--- DATA EXCERPTS ---

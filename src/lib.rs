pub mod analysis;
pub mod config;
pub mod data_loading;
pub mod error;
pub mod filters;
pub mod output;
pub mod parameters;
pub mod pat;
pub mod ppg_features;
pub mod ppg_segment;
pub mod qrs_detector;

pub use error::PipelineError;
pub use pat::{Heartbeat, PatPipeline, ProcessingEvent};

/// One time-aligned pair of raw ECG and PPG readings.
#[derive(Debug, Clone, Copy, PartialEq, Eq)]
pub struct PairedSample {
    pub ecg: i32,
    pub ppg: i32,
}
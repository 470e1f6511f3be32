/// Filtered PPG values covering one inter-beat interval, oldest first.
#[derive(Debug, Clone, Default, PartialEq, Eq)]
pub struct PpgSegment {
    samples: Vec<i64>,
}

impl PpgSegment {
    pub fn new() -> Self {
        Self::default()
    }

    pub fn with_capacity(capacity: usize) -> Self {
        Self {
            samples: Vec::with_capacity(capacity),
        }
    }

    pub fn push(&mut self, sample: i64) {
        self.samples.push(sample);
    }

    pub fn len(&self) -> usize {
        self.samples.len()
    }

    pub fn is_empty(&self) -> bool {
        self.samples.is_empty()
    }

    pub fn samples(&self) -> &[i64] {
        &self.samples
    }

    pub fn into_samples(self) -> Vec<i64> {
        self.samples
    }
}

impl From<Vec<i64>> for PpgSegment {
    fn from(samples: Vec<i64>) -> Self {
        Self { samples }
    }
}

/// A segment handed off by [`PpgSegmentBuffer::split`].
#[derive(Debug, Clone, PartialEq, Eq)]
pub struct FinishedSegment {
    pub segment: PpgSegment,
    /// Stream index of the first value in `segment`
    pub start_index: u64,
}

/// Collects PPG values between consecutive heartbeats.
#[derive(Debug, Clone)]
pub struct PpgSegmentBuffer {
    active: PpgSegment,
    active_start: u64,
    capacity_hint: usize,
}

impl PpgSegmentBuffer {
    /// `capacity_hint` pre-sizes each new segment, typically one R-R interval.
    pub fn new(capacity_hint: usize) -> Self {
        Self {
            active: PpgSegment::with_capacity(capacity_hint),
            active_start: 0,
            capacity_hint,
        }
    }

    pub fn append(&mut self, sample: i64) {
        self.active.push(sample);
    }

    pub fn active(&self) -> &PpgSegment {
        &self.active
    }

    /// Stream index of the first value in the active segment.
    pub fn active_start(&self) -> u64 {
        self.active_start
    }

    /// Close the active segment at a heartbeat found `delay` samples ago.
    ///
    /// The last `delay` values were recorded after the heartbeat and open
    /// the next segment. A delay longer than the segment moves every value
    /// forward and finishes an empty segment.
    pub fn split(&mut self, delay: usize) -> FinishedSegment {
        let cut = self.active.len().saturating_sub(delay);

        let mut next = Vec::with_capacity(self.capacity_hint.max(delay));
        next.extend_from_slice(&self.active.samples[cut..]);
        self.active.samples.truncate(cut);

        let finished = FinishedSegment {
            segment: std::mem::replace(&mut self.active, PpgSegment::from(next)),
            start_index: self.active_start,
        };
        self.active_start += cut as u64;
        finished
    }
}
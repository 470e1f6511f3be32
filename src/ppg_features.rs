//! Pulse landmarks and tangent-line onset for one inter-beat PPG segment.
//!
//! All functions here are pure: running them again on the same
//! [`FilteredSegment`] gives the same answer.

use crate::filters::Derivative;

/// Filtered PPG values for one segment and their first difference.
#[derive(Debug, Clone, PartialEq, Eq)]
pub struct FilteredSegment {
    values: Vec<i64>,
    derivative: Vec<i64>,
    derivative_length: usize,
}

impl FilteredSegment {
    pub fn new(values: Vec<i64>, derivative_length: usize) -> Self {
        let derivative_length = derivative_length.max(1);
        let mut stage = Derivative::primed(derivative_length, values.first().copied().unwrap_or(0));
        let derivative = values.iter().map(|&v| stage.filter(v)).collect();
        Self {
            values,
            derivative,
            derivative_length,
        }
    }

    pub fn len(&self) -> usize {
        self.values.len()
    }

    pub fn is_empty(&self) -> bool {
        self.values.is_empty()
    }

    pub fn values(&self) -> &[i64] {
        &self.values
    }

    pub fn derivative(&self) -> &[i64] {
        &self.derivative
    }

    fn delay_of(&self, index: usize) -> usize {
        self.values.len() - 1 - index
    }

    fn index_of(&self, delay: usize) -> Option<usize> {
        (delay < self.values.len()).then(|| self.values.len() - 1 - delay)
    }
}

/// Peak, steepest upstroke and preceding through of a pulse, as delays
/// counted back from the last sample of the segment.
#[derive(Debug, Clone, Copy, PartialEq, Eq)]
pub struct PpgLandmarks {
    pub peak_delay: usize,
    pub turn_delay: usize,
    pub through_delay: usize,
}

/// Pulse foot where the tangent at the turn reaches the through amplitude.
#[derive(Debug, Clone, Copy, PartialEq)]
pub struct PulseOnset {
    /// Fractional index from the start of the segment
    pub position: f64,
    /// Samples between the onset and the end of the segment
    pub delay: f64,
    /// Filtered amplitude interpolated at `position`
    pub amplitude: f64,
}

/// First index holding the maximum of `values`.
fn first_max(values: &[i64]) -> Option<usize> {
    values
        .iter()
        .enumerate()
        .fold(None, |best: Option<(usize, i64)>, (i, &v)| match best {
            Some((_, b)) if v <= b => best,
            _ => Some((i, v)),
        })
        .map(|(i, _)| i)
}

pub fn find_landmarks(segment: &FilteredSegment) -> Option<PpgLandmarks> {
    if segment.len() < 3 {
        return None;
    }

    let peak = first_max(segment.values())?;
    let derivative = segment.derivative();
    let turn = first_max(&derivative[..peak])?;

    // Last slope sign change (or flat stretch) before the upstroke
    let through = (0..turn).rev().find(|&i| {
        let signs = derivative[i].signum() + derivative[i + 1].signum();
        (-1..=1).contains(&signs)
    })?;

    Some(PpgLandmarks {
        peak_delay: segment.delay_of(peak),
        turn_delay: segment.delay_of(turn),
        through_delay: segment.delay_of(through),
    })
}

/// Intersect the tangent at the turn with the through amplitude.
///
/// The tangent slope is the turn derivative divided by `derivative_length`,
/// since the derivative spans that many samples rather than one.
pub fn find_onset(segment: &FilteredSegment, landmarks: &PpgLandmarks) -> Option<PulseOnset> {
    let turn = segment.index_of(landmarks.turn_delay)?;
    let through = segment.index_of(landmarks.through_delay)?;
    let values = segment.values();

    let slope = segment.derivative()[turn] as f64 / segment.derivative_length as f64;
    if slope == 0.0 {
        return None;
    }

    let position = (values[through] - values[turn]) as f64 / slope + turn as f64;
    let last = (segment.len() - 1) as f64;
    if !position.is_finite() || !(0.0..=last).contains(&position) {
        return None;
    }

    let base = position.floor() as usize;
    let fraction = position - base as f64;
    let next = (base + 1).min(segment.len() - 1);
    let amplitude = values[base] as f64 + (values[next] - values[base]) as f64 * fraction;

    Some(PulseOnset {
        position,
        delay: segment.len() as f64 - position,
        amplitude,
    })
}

---

TASK ITEM:
Each line from the first line of the entries up to and including the line containing "pub use error::PipelineError;" should be transcribed exactly, with all other lines left out.

OUTPUT BELOW:
filename src/lib.rs
pub mod analysis;
pub mod config;
pub mod data_loading;
pub mod error;
pub mod filters;
pub mod output;
pub mod parameters;
pub mod pat;
pub mod ppg_features;
pub mod ppg_segment;
pub mod qrs_detector;

pub use error::PipelineError;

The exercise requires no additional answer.